Tomato Sauce. Now tomato sauce is one of my few exceptions that I purchase instead of making from scratch. The reason being that I just don’t have time to make tomato sauce and I don’t have the space to make it in season when the tomatoes are ripe and store it through the year. Traditionally tomato sauce was made as a “pantry staple” so I consider it such as well. Unlike most industrial foods, tomato sauce is simple cooked and put in a jar. Sometimes instead I will use a jar of mexican flavored tomato sauce. The point is, buy it in a jar and not a can. I’m not going to give you a brand because I’ve found different brands are available in different parts of the country. We like organic pasta sauce made with roasted garlic. Check the ingredients and make sure there are no additives, just good whole ingredients. All that said, I also am working on not using tomato sauce because it is an industrial product (though whole) and am experimenting with honoring the vegetables of the season and seeing how that turns out.

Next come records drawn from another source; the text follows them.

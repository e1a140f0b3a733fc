//! The calculator core, seen from outside.
//!
//! The real core is a synchronous logic model that lives outside this crate;
//! all the front end knows is that it reads the bus inputs and the clock,
//! and drives the bus outputs, each time it is evaluated. Two stand-ins are
//! provided: a test card that exercises the whole display, and a scripted
//! core for tests.

use crate::bus::{BusInputs, Key, ScanOutputs, SignalBus};

/// a clocked core evaluated once per clock phase
pub trait Core {
    /// settle the core's logic against the current bus state
    fn eval(&mut self, bus: &mut SignalBus);

    /// last chance to tidy up before the process exits
    fn finalize(&mut self) {}
}

/// full segment length, in the units of `ScanOutputs::seg_len`
const FULL_SEGMENT: u8 = 48;

/// strokes of an `8.`: (v_dot, h_dot, vertical, seg_len)
const FIGURE_EIGHT: [(u8, u8, bool, u8); 8] = [
    (2, 2, false, FULL_SEGMENT), // top
    (2, 2, true, FULL_SEGMENT),  // upper right
    (2, 1, true, FULL_SEGMENT),  // upper left
    (1, 2, false, FULL_SEGMENT), // middle
    (1, 2, true, FULL_SEGMENT),  // lower right
    (1, 1, true, FULL_SEGMENT),  // lower left
    (0, 2, false, FULL_SEGMENT), // bottom
    (0, 0, false, 0),            // decimal point
];

const TEST_CARD_DIGITS: usize = 14;
const TEST_CARD_ROWS: usize = 4;

/// pulses in one test card frame
pub const TEST_CARD_PULSES: usize = TEST_CARD_DIGITS * TEST_CARD_ROWS * FIGURE_EIGHT.len();

/// A deterministic stand-in for the calculator core.
///
/// Scans an `8.` into every digit position of four display rows, one segment
/// per clock cycle, with an erase cycle between frames. It also acknowledges
/// held keys, shifts digit keys into register S, clears on CLEAR ALL and
/// counts clock cycles on `timing`.
pub struct TestCardCore {
    step: usize,
    last_clk: bool,
    last_keys: BusInputs,
}

impl TestCardCore {
    pub fn new() -> Self {
        TestCardCore {
            step: 0,
            last_clk: false,
            last_keys: BusInputs::default(),
        }
    }

    fn scan_for(step: usize) -> ScanOutputs {
        if step == 0 {
            return ScanOutputs {
                erase: true,
                ..ScanOutputs::default()
            };
        }
        let k = step - 1;
        let (v_dot, h_dot, v_seg, seg_len) = FIGURE_EIGHT[k % FIGURE_EIGHT.len()];
        let cell = k / FIGURE_EIGHT.len();
        ScanOutputs {
            erase: false,
            seg_samp: true,
            v_staircase: (cell / TEST_CARD_DIGITS) as u8,
            h_staircase: (cell % TEST_CARD_DIGITS) as u8,
            v_dot,
            h_dot,
            v_seg,
            seg_len,
            shift1: false,
            shift7: false,
        }
    }

    fn rising_edge(&mut self, bus: &mut SignalBus) {
        let out = &mut bus.outputs;
        self.step = (self.step + 1) % (TEST_CARD_PULSES + 1);
        out.timing = out.timing.wrapping_add(1);

        let newly_held = bus
            .inputs
            .keys
            .held()
            .find(|k| !self.last_keys.keys.get(*k));
        match newly_held {
            Some(Key::ClearAll) => {
                out.reg_s = [0; 16];
            }
            Some(k) => {
                if let Some(d) = k.digit() {
                    out.reg_s.copy_within(2..14, 3);
                    out.reg_s[2] = d;
                }
            }
            None => {}
        }
        self.last_keys = bus.inputs;
    }
}

impl Default for TestCardCore {
    fn default() -> Self {
        Self::new()
    }
}

impl Core for TestCardCore {
    fn eval(&mut self, bus: &mut SignalBus) {
        if bus.clk && !self.last_clk {
            self.rising_edge(bus);
        }
        self.last_clk = bus.clk;

        let out = &mut bus.outputs;
        out.phase = bus.clk as u8;
        out.kbd_ack = bus.inputs.keys.any();
        out.dp_cnt = bus.inputs.display_select;
        out.scan = Self::scan_for(self.step);
    }
}

/// Plays back a fixed list of scan outputs, one entry per clock cycle, and
/// remembers what it was shown. Both phases of cycle `n` see entry `n`; past
/// the end of the script the scan lines are idle.
pub struct ScriptedCore {
    script: Vec<ScanOutputs>,
    cycle: usize,
    last_clk: bool,
    /// (clk, inputs) at every evaluation
    pub seen: Vec<(bool, BusInputs)>,
    pub finalized: bool,
}

impl ScriptedCore {
    pub fn new(script: &[ScanOutputs]) -> Self {
        ScriptedCore {
            script: Vec::from(script),
            cycle: 0,
            last_clk: false,
            seen: Vec::new(),
            finalized: false,
        }
    }
}

impl Core for ScriptedCore {
    fn eval(&mut self, bus: &mut SignalBus) {
        // the falling edge starts the next cycle
        if !bus.clk && self.last_clk {
            self.cycle += 1;
        }
        self.last_clk = bus.clk;
        self.seen.push((bus.clk, bus.inputs));
        bus.outputs.scan = self.script.get(self.cycle).copied().unwrap_or_default();
    }

    fn finalize(&mut self) {
        self.finalized = true;
    }
}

Seasonings. I rarely use any seasoning because the flavors of the vegetables are so delicious. But of course you can add any any seasonings you like to make it taste like any ethnic food or the place where you live.
Garnishes. I usually put a sprinkle of organic cheese on top, chopped green onions, chopped fresh tomatoes, chopped avocado, maybe parsley. Chopped jicama gives crunch. Again whatever you have on hand or want to purchase for a garnish. It’s good to add a fresh vegetable garnish just for the freshness as well as flavor.
The technique is easy.
Just cook your beans, then add your vegetables. Put in the raw vegetables first and let them cook about 20 minutes, then add the cooked ingredients. Let it cook about an hour after starting to add the vegetables.
I generally don’t eat it the first day because often soups and stews taste better the second day after they rest. So I let it cool, transfer it to storage containers. Since my soup usually makes three meals, I put it in three storage containers. One goes in the refrigerator and two go in the freezer.
Then just heat and serve when the time comes.
This is slow food, but made in advance, it’s a quick meal when you want it.